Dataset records
++++++++
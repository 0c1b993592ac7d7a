mod defaults;
mod types;

pub use types::*;

use crate::error::ConfigError;
use defaults::*;
use std::path::Path;
use std::time::Duration;

impl Default for Config {
    fn default() -> Self {
        Self {
            version: default_version(),
            provider_timeout_sec: default_provider_timeout_sec(),
            providers: ProvidersConfig::default(),
            budget: BudgetConfig::default(),
            audit: AuditConfig::default(),
        }
    }
}

impl Config {
    /// Load config from a YAML file
    pub fn load(path: &Path) -> Result<Self, ConfigError> {
        let content = std::fs::read_to_string(path).map_err(|e| ConfigError::ReadFile {
            path: path.to_path_buf(),
            source: e,
        })?;

        let config: Config = serde_yaml::from_str(&content)?;
        Ok(config)
    }

    /// Load the config if the file exists, defaults otherwise
    pub fn load_or_default(path: &Path) -> Result<Self, ConfigError> {
        if path.exists() {
            Self::load(path)
        } else {
            Ok(Self::default())
        }
    }

    /// Validate the config
    pub fn validate(&self) -> Result<(), ConfigError> {
        if self.provider_timeout_sec == 0 {
            return Err(ConfigError::Invalid {
                field: "provider_timeout_sec",
                reason: "must be greater than zero".to_string(),
            });
        }

        let budget = &self.budget;
        for (field, value) in [
            ("budget.max_bundle_kb", budget.max_bundle_kb),
            ("budget.max_reads_per_action", budget.max_reads_per_action),
            ("budget.tti_ms_per_kb", budget.tti_ms_per_kb),
        ] {
            if !value.is_finite() || value < 0.0 {
                return Err(ConfigError::Invalid {
                    field,
                    reason: format!("expected a non-negative number, got {}", value),
                });
            }
        }

        if !budget.compression_factor.is_finite() || budget.compression_factor <= 0.0 {
            return Err(ConfigError::Invalid {
                field: "budget.compression_factor",
                reason: format!("expected a positive number, got {}", budget.compression_factor),
            });
        }

        Ok(())
    }

    pub fn provider_timeout(&self) -> Duration {
        Duration::from_secs(self.provider_timeout_sec)
    }
}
++++++++
Could you retype all of the entries exactly, leaving none out?

**Output**
repository 0c1b993592ac7d7a
mod defaults;
mod types;

pub use types::*;

use crate::error::ConfigError;
use defaults::*;
use std::path::Path;
use std::time::Duration;

impl Default for Config {
    fn default() -> Self {
        Self {
            version: default_version(),
            provider_timeout_sec: default_provider_timeout_sec(),
            providers: ProvidersConfig::default(),
            budget: BudgetConfig::default(),
            audit: AuditConfig::default(),
        }
    }
}

impl Config {
    /// Load config from a YAML file
    pub fn load(path: &Path) -> Result<Self, ConfigError> {
        let content = std::fs::read_to_string(path).map_err(|e| ConfigError::ReadFile {
            path: path.to_path_buf(),
            source: e,
        })?;

        let config: Config = serde_yaml::from_str(&content)?;
        Ok(config)
    }

    /// Load the config if the file exists, defaults otherwise
    pub fn load_or_default(path: &Path) -> Result<Self, ConfigError> {
        if path.exists() {
            Self::load(path)
        } else {
            Ok(Self::default())
        }
    }

    /// Validate the config
    pub fn validate(&self) -> Result<(), ConfigError> {
        if self.provider_timeout_sec == 0 {
            return Err(ConfigError::Invalid {
                field: "provider_timeout_sec",
                reason: "must be greater than zero".to_string(),
            });
        }

        let budget = &self.budget;
        for (field, value) in [
            ("budget.max_bundle_kb", budget.max_bundle_kb),
            ("budget.max_reads_per_action", budget.max_reads_per_action),
            ("budget.tti_ms_per_kb", budget.tti_ms_per_kb),
        ] {
            if !value.is_finite() || value < 0.0 {
                return Err(ConfigError::Invalid {
                    field,
                    reason: format!("expected a non-negative number, got {}", value),
                });
            }
        }

        if !budget.compression_factor.is_finite() || budget.compression_factor <= 0.0 {
            return Err(ConfigError::Invalid {
                field: "budget.compression_factor",
                reason: format!("expected a positive number, got {}", budget.compression_factor),
            });
        }

        Ok(())
    }

    pub fn provider_timeout(&self) -> Duration {
        Duration::from_secs(self.provider_timeout_sec)
    }
}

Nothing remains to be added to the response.